Chemicals From Beauty Products Have Migrated To Antarctica

The driven snow might not be all that pure

Antarctica

Antarctica

Pressure ridges on the sea ice near Scott Base.Michael Studinger/NASA Goddard Space Flight Center/Flickr

You make contact with a lot of cyclic volatile methyl siloxanes every day, and you probably don't even know it. The mouthful of a name refers to groups of chemicals found in numerous human-made items including lotions and other personal care products.

In a paper published recently in Environmental Science & Technology scientists announced that they found these compounds in an unexpected place: Antarctica. They found the chemicals in soils, vegetation, phytoplankton and krill, which was a surprise, because these particular chemicals are supposed to evaporate into the atmosphere and degrade there. In an assessment performed in Canada, researchers found that while one of the more common of these siloxanes, dodecamethylcyclohexasiloxane (we'll just call it D6) remained in the atmosphere for more than two days, it also "has a low potential to be deposited in water or soil in remote regions."

With this new evidence, it seems that instead of breaking down, the chemicals travel through the air, eventually getting trapped in falling snow. When the snow melts, the chemicals are introduced to the ecosystem, and wind up in the food chain. It remains to be seen what, if any, effect these chemicals have on the environment. A study done by the United Kingdom's Environment Agency found that D6 "does not meet the screening criteria for toxicity" after analyzing its effects on fish and invertebrates. Other studies into the safety of these compounds are in the works at other agencies around the world.

Chemical & Engineering News reports that other scientists will want to do independent analysis of soil and vegetation from Antarctica, as contamination of the samples can be hard to avoid. But simply finding a chemical in such a remote an unexpected place remains concerning--if it managed to get there, what else has made the journey?

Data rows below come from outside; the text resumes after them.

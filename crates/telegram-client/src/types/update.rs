//! Inbound update types from the Telegram Bot API.

use serde::{Deserialize, Serialize};

/// An incoming update delivered by `getUpdates`.
///
/// Exactly one of the optional payloads is set per update. Update ids are
/// strictly increasing, which is what makes them usable as a delivery
/// cursor.
#[derive(Debug, Clone, Serialize, Deserialize)]
pub struct Update {
    /// Monotonically increasing update identifier.
    pub update_id: i64,

    /// A chat message sent to the bot.
    #[serde(default)]
    pub message: Option<Message>,

    /// An inline keyboard button press.
    #[serde(default)]
    pub callback_query: Option<CallbackQuery>,
}

/// A chat message.
#[derive(Debug, Clone, Serialize, Deserialize)]
pub struct Message {
    /// Message identifier, unique within the chat.
    pub message_id: i64,

    /// Sender of the message.
    #[serde(default)]
    pub from: Option<User>,

    /// The chat the message belongs to.
    pub chat: Chat,

    /// Unix timestamp of the message.
    #[serde(default)]
    pub date: i64,

    /// Text content, if this is a text message.
    #[serde(default)]
    pub text: Option<String>,
}

/// A chat (private conversation, for this bot's purposes).
#[derive(Debug, Clone, Serialize, Deserialize)]
pub struct Chat {
    /// Chat identifier.
    pub id: i64,

    /// First name, for private chats.
    #[serde(default)]
    pub first_name: Option<String>,

    /// Username, if set.
    #[serde(default)]
    pub username: Option<String>,
}

/// A Telegram user.
#[derive(Debug, Clone, Serialize, Deserialize)]
pub struct User {
    /// User identifier.
    pub id: i64,

    /// Whether this user is a bot.
    #[serde(default)]
    pub is_bot: bool,

    /// First name.
    #[serde(default)]
    pub first_name: String,

    /// Username, if set.
    #[serde(default)]
    pub username: Option<String>,
}

/// An inline keyboard button press.
#[derive(Debug, Clone, Serialize, Deserialize)]
pub struct CallbackQuery {
    /// Unique query identifier, used to acknowledge the press.
    pub id: String,

    /// The user who pressed the button.
    pub from: User,

    /// The message the pressed button was attached to.
    #[serde(default)]
    pub message: Option<Message>,

    /// Payload of the pressed button.
    #[serde(default)]
    pub data: Option<String>,
}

Unfortunately, this isn't the first time that pollution has made an impact on Antarctica. By drilling into the Antarctic ice, and examining the ice cores, researchers found that lead pollution arrived from Australia in 1889. More recently, scientists discovered that a significant amount of pollutants, including a toxic flame retardant, were originating from the research stations themselves. It's the scientific equivalent of the call coming from inside the house.